(Excerpts from a dataset)
▬▬▬▬▬▬

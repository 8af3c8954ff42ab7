//! Add/modify/delete workflows over the inventory store.
//!
//! The store accepts anything; this layer is where form input is validated,
//! ids are allocated and the product-deletion rule is enforced. Every accepted
//! mutation is logged at `info`, every rejection at `warn`.

use stockroom_core::{DomainError, DomainResult, InputError, PartId, ProductId};
use stockroom_parts::{Part, PartForm};
use stockroom_products::{Product, ProductForm};

use crate::store::InventoryStore;

/// Workflow facade borrowing the store for the duration of a user action.
#[derive(Debug)]
pub struct InventoryService<'a> {
    store: &'a mut InventoryStore,
}

impl<'a> InventoryService<'a> {
    pub fn new(store: &'a mut InventoryStore) -> Self {
        Self { store }
    }

    pub fn store(&self) -> &InventoryStore {
        &*self.store
    }

    /// Validate the form, then allocate an id and append the part.
    ///
    /// No id is consumed when validation fails.
    pub fn add_part(&mut self, form: &PartForm) -> DomainResult<PartId> {
        let new_part = form.parse().map_err(|e| rejected("part", e))?;

        let id = self.store.allocate_part_id();
        let part = new_part.into_part(id);
        tracing::info!(part_id = %id, name = part.name(), kind = ?part.kind(), "part added");
        self.store.add_part(part);
        Ok(id)
    }

    /// Replace the part in place, keeping its id and position.
    ///
    /// The source may switch between in-house and outsourced.
    pub fn modify_part(&mut self, id: PartId, form: &PartForm) -> DomainResult<()> {
        let index = self.store.position_of_part(id).ok_or_else(|| {
            tracing::warn!(part_id = %id, "modify requested for unknown part");
            DomainError::not_found()
        })?;
        let new_part = form.parse().map_err(|e| rejected("part", e))?;

        let part = new_part.into_part(id);
        tracing::info!(part_id = %id, name = part.name(), kind = ?part.kind(), "part modified");
        self.store.replace_part_at(index, part);
        Ok(())
    }

    /// Remove a part.
    ///
    /// Products that list it keep the reference and will resolve it as missing.
    pub fn delete_part(&mut self, id: PartId) -> DomainResult<Part> {
        let part = self.store.delete_part_by_id(id).ok_or_else(|| {
            tracing::warn!(part_id = %id, "delete requested for unknown part");
            DomainError::not_found()
        })?;

        let referencing = self.store.products_referencing(id).len();
        if referencing > 0 {
            tracing::warn!(part_id = %id, products = referencing, "deleted part is still referenced");
        }
        tracing::info!(part_id = %id, name = part.name(), "part deleted");
        Ok(part)
    }

    pub fn add_product(
        &mut self,
        form: &ProductForm,
        parts: Vec<PartId>,
    ) -> DomainResult<ProductId> {
        let new_product = form.parse().map_err(|e| rejected("product", e))?;
        self.ensure_parts_exist(&parts)?;

        let id = self.store.allocate_product_id();
        let product = new_product.into_product(id, parts);
        tracing::info!(
            product_id = %id,
            name = product.name(),
            parts = product.associated_parts().len(),
            "product added"
        );
        self.store.add_product(product);
        Ok(id)
    }

    /// Replace the product in place, including its part list.
    ///
    /// Only ids the product did not already list must exist. References whose
    /// part has since been deleted may be kept.
    pub fn modify_product(
        &mut self,
        id: ProductId,
        form: &ProductForm,
        parts: Vec<PartId>,
    ) -> DomainResult<()> {
        let index = self.store.position_of_product(id).ok_or_else(|| {
            tracing::warn!(product_id = %id, "modify requested for unknown product");
            DomainError::not_found()
        })?;
        let new_product = form.parse().map_err(|e| rejected("product", e))?;
        let listed = self.store.all_products()[index].associated_parts();
        let added: Vec<PartId> = parts.iter().copied().filter(|p| !listed.contains(p)).collect();
        self.ensure_parts_exist(&added)?;

        let product = new_product.into_product(id, parts);
        tracing::info!(
            product_id = %id,
            name = product.name(),
            parts = product.associated_parts().len(),
            "product modified"
        );
        self.store.replace_product_at(index, product);
        Ok(())
    }

    /// Remove a product that no longer lists any parts.
    pub fn delete_product(&mut self, id: ProductId) -> DomainResult<Product> {
        let product = self.store.lookup_product(id).ok_or_else(|| {
            tracing::warn!(product_id = %id, "delete requested for unknown product");
            DomainError::not_found()
        })?;

        if product.has_associated_parts() {
            tracing::warn!(
                product_id = %id,
                parts = product.associated_parts().len(),
                "product delete refused"
            );
            return Err(DomainError::invariant(
                "product has associated parts; remove them before deleting",
            ));
        }

        let product = self
            .store
            .delete_product_by_id(id)
            .ok_or_else(DomainError::not_found)?;
        tracing::info!(product_id = %id, name = product.name(), "product deleted");
        Ok(product)
    }

    /// Append a part reference to an existing product.
    pub fn associate_part(&mut self, product_id: ProductId, part_id: PartId) -> DomainResult<()> {
        self.ensure_parts_exist(&[part_id])?;
        let product = self
            .store
            .lookup_product_mut(product_id)
            .ok_or_else(DomainError::not_found)?;

        product.add_associated_part(part_id);
        tracing::info!(product_id = %product_id, part_id = %part_id, "part associated");
        Ok(())
    }

    /// Drop one reference to `part_id` from the product.
    ///
    /// Works for references whose part has already been deleted.
    pub fn dissociate_part(&mut self, product_id: ProductId, part_id: PartId) -> DomainResult<()> {
        let product = self
            .store
            .lookup_product_mut(product_id)
            .ok_or_else(DomainError::not_found)?;

        if !product.remove_associated_part(part_id) {
            return Err(DomainError::not_found());
        }
        tracing::info!(product_id = %product_id, part_id = %part_id, "part dissociated");
        Ok(())
    }

    pub fn search_parts(&self, query: &str) -> Vec<&Part> {
        let found = self.store.search_parts(query);
        tracing::debug!(query, matches = found.len(), "part search");
        found
    }

    pub fn search_products(&self, query: &str) -> Vec<&Product> {
        let found = self.store.search_products(query);
        tracing::debug!(query, matches = found.len(), "product search");
        found
    }

    fn ensure_parts_exist(&self, parts: &[PartId]) -> DomainResult<()> {
        match parts.iter().find(|id| self.store.lookup_part(**id).is_none()) {
            Some(unknown) => {
                tracing::warn!(part_id = %unknown, "unknown part referenced");
                Err(DomainError::validation(format!("unknown part id {unknown}")))
            }
            None => Ok(()),
        }
    }
}

fn rejected(record: &'static str, error: InputError) -> DomainError {
    tracing::warn!(record, error = %error, "form rejected");
    DomainError::from(error)
}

▬▬▬▬▬▬

▶ **Problem**: Lines that contain "ProductId" should be pulled from the entries above and reported.

▶ **Your solution**:
use stockroom_core::{DomainError, DomainResult, InputError, PartId, ProductId};
    ) -> DomainResult<ProductId> {
        id: ProductId,
    pub fn delete_product(&mut self, id: ProductId) -> DomainResult<Product> {
    pub fn associate_part(&mut self, product_id: ProductId, part_id: PartId) -> DomainResult<()> {
    pub fn dissociate_part(&mut self, product_id: ProductId, part_id: PartId) -> DomainResult<()> {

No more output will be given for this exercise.